Records provided section start

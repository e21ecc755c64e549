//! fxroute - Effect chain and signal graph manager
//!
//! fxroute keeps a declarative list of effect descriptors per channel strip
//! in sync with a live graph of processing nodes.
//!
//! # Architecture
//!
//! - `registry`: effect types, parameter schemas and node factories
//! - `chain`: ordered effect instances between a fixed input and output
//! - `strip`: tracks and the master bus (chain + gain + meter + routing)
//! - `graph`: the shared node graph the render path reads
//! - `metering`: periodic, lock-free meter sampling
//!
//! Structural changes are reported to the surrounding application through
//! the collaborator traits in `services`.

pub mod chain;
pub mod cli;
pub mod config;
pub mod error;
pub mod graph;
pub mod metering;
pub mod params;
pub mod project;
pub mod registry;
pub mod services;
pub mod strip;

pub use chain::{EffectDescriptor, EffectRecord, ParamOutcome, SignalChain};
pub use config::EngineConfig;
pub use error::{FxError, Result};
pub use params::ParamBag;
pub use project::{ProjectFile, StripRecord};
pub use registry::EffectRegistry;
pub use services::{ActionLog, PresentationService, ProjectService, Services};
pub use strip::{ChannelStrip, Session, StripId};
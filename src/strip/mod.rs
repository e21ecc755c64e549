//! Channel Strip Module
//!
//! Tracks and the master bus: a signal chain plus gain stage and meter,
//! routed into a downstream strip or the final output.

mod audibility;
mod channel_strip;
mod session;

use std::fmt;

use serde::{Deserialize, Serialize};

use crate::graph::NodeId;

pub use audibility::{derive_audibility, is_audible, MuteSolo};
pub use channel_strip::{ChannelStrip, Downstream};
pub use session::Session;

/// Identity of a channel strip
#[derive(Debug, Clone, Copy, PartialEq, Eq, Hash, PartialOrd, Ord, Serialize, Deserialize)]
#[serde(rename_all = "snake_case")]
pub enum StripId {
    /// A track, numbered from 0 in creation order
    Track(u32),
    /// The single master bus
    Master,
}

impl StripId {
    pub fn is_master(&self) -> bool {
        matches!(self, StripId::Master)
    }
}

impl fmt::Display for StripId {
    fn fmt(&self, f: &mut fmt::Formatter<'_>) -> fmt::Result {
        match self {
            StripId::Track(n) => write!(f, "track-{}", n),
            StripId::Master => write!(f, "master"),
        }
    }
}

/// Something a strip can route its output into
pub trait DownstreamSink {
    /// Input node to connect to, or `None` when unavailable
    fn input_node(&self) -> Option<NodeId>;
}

Records provided section end
Records provided section start

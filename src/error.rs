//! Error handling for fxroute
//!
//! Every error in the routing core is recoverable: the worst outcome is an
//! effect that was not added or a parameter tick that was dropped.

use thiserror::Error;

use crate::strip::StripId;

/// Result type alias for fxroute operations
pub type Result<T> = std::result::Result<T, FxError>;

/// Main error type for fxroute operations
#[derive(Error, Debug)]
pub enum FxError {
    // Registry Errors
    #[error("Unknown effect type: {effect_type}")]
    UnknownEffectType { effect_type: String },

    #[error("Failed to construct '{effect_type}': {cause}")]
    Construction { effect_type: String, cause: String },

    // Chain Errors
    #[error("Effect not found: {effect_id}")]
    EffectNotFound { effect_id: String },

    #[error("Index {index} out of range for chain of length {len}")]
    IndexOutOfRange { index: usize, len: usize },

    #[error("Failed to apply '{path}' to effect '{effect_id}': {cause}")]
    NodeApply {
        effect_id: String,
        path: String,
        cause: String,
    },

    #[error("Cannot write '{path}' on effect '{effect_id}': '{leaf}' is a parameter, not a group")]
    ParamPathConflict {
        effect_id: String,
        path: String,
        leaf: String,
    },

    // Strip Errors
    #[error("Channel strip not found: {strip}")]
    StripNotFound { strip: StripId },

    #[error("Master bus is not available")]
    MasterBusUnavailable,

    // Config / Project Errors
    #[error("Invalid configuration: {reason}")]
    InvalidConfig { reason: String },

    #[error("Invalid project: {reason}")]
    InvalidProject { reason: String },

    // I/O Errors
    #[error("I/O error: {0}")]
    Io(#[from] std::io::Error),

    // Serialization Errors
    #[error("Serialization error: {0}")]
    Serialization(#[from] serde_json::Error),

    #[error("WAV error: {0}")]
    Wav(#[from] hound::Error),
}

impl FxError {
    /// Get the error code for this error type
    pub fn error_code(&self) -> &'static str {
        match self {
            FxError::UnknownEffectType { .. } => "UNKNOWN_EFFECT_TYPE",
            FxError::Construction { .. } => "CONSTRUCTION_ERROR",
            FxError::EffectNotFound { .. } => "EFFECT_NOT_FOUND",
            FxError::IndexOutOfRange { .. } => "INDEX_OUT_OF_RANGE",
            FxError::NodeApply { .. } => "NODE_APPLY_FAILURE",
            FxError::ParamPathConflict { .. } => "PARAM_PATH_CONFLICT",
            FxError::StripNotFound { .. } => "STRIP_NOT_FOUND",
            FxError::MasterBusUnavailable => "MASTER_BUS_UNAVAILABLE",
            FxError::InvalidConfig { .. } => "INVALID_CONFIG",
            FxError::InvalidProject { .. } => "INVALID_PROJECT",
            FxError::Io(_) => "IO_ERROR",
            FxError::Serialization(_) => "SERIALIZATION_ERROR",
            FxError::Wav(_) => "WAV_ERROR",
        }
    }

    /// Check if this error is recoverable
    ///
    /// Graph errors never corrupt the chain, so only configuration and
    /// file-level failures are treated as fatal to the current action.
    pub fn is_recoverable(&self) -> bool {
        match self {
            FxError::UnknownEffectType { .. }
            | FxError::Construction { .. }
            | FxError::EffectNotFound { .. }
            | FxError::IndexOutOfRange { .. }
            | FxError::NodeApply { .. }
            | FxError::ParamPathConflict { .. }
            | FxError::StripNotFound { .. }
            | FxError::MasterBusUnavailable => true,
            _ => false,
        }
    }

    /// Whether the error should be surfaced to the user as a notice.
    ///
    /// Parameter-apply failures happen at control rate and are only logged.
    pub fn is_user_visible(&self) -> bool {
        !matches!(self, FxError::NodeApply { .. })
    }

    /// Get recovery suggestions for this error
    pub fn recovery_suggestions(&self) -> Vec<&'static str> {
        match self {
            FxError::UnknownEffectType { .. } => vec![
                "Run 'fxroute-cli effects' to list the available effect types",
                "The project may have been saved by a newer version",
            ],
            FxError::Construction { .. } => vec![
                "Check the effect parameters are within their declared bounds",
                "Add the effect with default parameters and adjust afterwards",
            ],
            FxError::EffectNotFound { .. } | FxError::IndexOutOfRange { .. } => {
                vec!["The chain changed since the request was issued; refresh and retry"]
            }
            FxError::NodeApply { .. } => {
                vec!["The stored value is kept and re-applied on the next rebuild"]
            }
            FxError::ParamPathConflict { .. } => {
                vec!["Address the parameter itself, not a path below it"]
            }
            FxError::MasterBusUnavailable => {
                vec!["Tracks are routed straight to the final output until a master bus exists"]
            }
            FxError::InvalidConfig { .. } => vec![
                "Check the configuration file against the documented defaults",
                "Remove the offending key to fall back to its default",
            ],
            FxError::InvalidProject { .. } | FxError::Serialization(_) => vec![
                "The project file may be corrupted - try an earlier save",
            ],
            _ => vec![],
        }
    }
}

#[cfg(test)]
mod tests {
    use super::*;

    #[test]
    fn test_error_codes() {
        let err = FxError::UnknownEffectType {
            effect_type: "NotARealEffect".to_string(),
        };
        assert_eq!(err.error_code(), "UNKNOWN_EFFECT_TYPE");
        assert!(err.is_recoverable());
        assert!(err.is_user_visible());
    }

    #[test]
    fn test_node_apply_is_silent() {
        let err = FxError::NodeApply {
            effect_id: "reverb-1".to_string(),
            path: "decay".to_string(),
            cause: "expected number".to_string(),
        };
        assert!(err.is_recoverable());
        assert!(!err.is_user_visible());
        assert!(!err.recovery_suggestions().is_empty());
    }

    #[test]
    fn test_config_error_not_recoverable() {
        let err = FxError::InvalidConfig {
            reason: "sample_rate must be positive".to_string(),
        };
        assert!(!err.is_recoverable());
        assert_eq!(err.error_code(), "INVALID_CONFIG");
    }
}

Records provided section end
Records provided section start

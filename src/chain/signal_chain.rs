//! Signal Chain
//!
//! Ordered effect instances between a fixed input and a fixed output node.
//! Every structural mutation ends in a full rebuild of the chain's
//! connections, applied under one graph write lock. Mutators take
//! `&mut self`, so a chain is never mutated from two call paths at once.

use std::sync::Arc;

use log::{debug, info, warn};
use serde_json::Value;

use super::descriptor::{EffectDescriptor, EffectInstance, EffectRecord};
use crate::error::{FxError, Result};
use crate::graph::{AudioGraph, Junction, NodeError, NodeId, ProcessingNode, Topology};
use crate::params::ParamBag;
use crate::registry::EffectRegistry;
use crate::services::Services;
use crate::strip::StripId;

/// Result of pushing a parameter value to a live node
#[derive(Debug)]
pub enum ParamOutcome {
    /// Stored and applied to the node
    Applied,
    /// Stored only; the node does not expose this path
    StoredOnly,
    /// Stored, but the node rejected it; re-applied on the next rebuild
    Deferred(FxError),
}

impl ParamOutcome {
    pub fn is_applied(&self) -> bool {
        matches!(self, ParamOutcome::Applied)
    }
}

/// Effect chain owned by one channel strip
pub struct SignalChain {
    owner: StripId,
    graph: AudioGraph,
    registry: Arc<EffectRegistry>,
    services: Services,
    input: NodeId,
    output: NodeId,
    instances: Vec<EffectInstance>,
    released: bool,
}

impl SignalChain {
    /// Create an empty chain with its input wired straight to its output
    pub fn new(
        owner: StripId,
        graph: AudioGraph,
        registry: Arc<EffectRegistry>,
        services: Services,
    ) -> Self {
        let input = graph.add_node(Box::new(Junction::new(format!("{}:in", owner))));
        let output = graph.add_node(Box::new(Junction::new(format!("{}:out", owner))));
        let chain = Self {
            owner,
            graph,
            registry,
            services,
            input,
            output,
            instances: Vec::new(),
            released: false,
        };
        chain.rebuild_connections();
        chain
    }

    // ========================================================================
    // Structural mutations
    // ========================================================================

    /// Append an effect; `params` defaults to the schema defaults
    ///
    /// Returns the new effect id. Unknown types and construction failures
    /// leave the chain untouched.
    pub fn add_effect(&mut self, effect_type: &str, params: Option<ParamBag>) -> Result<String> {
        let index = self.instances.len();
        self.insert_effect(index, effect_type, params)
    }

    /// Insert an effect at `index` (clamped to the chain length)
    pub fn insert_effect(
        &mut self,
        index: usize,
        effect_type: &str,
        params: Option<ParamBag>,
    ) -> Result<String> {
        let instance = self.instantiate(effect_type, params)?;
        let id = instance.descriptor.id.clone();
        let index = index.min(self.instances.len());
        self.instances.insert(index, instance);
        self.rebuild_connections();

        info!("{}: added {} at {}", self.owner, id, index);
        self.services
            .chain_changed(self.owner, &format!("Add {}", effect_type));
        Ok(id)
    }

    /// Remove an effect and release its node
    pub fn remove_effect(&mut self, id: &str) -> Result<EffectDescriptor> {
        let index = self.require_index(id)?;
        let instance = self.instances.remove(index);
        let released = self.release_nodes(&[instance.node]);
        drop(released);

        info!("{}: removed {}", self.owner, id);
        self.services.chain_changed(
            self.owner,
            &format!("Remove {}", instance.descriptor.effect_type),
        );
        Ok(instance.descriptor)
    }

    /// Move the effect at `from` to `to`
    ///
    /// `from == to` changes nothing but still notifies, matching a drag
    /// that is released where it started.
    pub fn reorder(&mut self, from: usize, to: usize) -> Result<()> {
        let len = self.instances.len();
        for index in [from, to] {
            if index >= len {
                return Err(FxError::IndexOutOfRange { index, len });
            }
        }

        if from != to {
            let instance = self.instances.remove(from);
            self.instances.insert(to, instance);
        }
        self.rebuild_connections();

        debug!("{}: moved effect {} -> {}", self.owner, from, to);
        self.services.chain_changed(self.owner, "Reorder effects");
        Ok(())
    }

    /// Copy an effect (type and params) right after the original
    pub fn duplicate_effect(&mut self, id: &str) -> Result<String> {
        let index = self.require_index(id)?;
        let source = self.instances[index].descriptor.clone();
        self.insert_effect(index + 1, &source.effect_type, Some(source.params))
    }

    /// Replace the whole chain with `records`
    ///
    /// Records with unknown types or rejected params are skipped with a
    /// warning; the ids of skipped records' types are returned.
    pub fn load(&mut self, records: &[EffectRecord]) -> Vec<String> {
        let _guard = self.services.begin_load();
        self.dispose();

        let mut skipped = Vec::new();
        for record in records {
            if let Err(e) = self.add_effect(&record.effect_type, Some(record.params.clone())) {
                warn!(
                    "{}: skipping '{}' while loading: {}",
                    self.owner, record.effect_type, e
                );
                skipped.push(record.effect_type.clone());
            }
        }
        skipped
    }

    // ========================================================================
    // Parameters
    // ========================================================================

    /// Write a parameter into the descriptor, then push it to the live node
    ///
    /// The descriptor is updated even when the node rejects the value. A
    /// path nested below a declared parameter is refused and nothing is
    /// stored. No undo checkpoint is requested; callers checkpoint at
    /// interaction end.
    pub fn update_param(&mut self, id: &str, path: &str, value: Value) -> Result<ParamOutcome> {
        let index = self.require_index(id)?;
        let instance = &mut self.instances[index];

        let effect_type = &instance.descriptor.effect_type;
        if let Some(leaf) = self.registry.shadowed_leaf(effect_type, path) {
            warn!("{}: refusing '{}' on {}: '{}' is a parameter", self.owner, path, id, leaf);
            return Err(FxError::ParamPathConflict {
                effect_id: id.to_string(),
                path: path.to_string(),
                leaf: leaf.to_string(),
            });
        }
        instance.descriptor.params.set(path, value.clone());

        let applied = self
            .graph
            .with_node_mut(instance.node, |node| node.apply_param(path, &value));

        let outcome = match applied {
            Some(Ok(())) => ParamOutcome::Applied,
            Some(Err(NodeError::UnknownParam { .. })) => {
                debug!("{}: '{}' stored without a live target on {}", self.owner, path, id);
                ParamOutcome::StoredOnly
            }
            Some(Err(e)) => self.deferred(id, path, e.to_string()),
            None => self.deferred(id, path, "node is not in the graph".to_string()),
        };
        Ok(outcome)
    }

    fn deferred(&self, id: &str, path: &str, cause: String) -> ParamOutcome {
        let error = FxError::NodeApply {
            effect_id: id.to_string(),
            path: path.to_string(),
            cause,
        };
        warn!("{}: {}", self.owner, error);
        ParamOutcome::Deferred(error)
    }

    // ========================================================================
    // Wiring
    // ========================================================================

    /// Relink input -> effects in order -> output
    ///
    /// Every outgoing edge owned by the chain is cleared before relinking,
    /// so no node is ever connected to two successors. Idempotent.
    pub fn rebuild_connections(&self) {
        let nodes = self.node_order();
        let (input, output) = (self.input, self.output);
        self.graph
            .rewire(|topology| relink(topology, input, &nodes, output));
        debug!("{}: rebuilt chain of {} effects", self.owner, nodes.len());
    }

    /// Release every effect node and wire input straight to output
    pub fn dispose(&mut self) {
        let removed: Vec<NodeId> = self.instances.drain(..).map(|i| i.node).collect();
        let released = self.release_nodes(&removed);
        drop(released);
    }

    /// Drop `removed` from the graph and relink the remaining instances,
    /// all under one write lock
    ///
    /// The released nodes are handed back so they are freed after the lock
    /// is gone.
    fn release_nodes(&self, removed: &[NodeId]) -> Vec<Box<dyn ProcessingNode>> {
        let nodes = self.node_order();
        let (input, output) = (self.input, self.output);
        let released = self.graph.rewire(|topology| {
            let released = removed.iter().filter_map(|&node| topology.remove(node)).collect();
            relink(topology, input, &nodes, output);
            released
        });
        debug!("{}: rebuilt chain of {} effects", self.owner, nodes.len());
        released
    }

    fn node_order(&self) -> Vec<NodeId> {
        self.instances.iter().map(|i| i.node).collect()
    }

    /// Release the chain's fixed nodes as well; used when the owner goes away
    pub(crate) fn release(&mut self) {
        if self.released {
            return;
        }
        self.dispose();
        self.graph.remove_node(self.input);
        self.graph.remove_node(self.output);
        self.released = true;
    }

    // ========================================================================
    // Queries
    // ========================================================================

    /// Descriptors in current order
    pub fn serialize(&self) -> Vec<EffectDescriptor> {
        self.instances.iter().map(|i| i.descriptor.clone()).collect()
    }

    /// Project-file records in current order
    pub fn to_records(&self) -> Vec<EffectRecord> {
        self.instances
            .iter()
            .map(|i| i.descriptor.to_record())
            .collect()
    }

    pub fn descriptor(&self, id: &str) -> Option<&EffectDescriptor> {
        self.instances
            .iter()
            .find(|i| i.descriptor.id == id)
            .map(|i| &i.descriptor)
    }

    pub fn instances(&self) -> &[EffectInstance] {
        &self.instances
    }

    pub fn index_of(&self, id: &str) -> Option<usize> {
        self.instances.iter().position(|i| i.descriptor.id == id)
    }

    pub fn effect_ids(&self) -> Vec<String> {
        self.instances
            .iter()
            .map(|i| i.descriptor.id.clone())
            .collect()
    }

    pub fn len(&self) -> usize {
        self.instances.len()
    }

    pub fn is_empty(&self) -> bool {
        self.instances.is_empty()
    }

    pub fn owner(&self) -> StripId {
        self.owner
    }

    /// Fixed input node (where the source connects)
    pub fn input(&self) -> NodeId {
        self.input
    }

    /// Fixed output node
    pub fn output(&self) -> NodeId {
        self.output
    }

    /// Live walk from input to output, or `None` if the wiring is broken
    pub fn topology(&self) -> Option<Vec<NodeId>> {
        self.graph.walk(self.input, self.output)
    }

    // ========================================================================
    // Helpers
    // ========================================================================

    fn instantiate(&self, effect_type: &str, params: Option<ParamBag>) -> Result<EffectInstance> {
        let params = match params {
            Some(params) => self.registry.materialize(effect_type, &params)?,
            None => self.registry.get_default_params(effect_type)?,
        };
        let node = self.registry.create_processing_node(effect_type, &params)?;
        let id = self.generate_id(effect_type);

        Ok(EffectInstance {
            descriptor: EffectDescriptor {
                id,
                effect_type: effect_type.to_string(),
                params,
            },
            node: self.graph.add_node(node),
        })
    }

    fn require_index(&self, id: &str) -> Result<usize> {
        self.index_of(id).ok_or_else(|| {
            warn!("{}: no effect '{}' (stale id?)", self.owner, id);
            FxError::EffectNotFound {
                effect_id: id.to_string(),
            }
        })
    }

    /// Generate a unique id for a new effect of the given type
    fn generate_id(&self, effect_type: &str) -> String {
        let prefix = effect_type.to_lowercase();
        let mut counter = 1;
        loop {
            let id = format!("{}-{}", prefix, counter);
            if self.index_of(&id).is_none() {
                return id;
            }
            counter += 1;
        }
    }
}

Records provided section end

### Work to complete
Copy each line of the data that contains the word "sync", leaving the other lines out.

### Task solution
//! in sync with a live graph of processing nodes.
use std::sync::Arc;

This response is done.